----- Record extracts -----
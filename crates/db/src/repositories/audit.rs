use std::collections::BTreeMap;

use async_trait::async_trait;
use chrono::{DateTime, Utc};
use sqlx::Row;

use tripdesk_core::audit::{AuditAction, AuditEntry, AuditError, AuditEvent, AuditQuery, AuditSink};

use super::RepositoryError;
use crate::DbPool;

pub struct SqlAuditSink {
    pool: DbPool,
}

impl SqlAuditSink {
    pub fn new(pool: DbPool) -> Self {
        Self { pool }
    }

    async fn insert(&self, event: AuditEvent) -> Result<AuditEntry, RepositoryError> {
        let details = serde_json::to_string(&event.details)?;
        let result = sqlx::query(
            "INSERT INTO audit_log (action, actor, correlation_id, timestamp, details)
             VALUES (?, ?, ?, ?, ?)",
        )
        .bind(event.action.as_str())
        .bind(&event.actor)
        .bind(&event.correlation_id)
        .bind(event.occurred_at.to_rfc3339())
        .bind(details)
        .execute(&self.pool)
        .await?;

        let id = u64::try_from(result.last_insert_rowid())
            .map_err(|e| RepositoryError::Decode(e.to_string()))?;
        Ok(AuditEntry::from_event(id, event))
    }

    async fn newest_first(&self, limit: Option<usize>) -> Result<Vec<AuditEntry>, RepositoryError> {
        // SQLite treats a negative LIMIT as unbounded.
        let limit = limit.and_then(|limit| i64::try_from(limit).ok()).unwrap_or(-1);
        let rows = sqlx::query(
            "SELECT id, action, actor, correlation_id, timestamp, details
             FROM audit_log ORDER BY id DESC LIMIT ?",
        )
        .bind(limit)
        .fetch_all(&self.pool)
        .await?;
        rows.iter().map(row_to_entry).collect()
    }
}

fn row_to_entry(row: &sqlx::sqlite::SqliteRow) -> Result<AuditEntry, RepositoryError> {
    let id: i64 = row.try_get("id").map_err(|e| RepositoryError::Decode(e.to_string()))?;
    let action: String = row.try_get("action").map_err(|e| RepositoryError::Decode(e.to_string()))?;
    let actor: String = row.try_get("actor").map_err(|e| RepositoryError::Decode(e.to_string()))?;
    let correlation_id: String =
        row.try_get("correlation_id").map_err(|e| RepositoryError::Decode(e.to_string()))?;
    let timestamp: String =
        row.try_get("timestamp").map_err(|e| RepositoryError::Decode(e.to_string()))?;
    let details: String =
        row.try_get("details").map_err(|e| RepositoryError::Decode(e.to_string()))?;

    let action = AuditAction::parse(&action)
        .ok_or_else(|| RepositoryError::Decode(format!("unknown audit action `{action}`")))?;
    let timestamp = DateTime::parse_from_rfc3339(&timestamp)
        .map(|dt| dt.with_timezone(&Utc))
        .map_err(|e| RepositoryError::Decode(e.to_string()))?;
    let details: BTreeMap<String, String> = serde_json::from_str(&details)?;

    Ok(AuditEntry {
        id: u64::try_from(id).map_err(|e| RepositoryError::Decode(e.to_string()))?,
        action,
        actor,
        correlation_id,
        timestamp,
        details,
    })
}

fn unavailable(error: RepositoryError) -> AuditError {
    AuditError::Unavailable(error.to_string())
}

#[async_trait]
impl AuditSink for SqlAuditSink {
    async fn append(&self, event: AuditEvent) -> Result<AuditEntry, AuditError> {
        self.insert(event).await.map_err(unavailable)
    }

    async fn recent(&self, limit: usize) -> Result<Vec<AuditEntry>, AuditError> {
        self.newest_first(Some(limit)).await.map_err(unavailable)
    }

    async fn search(&self, query: &AuditQuery) -> Result<Vec<AuditEntry>, AuditError> {
        let entries = self.newest_first(None).await.map_err(unavailable)?;
        Ok(entries.into_iter().filter(|entry| query.matches(entry)).collect())
    }
}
-----
Task details: What lines in the data hold the word "timestamp"? Return them.

Solution to this problem:
            "INSERT INTO audit_log (action, actor, correlation_id, timestamp, details)
            "SELECT id, action, actor, correlation_id, timestamp, details
    let timestamp: String =
        row.try_get("timestamp").map_err(|e| RepositoryError::Decode(e.to_string()))?;
    let timestamp = DateTime::parse_from_rfc3339(&timestamp)
        timestamp,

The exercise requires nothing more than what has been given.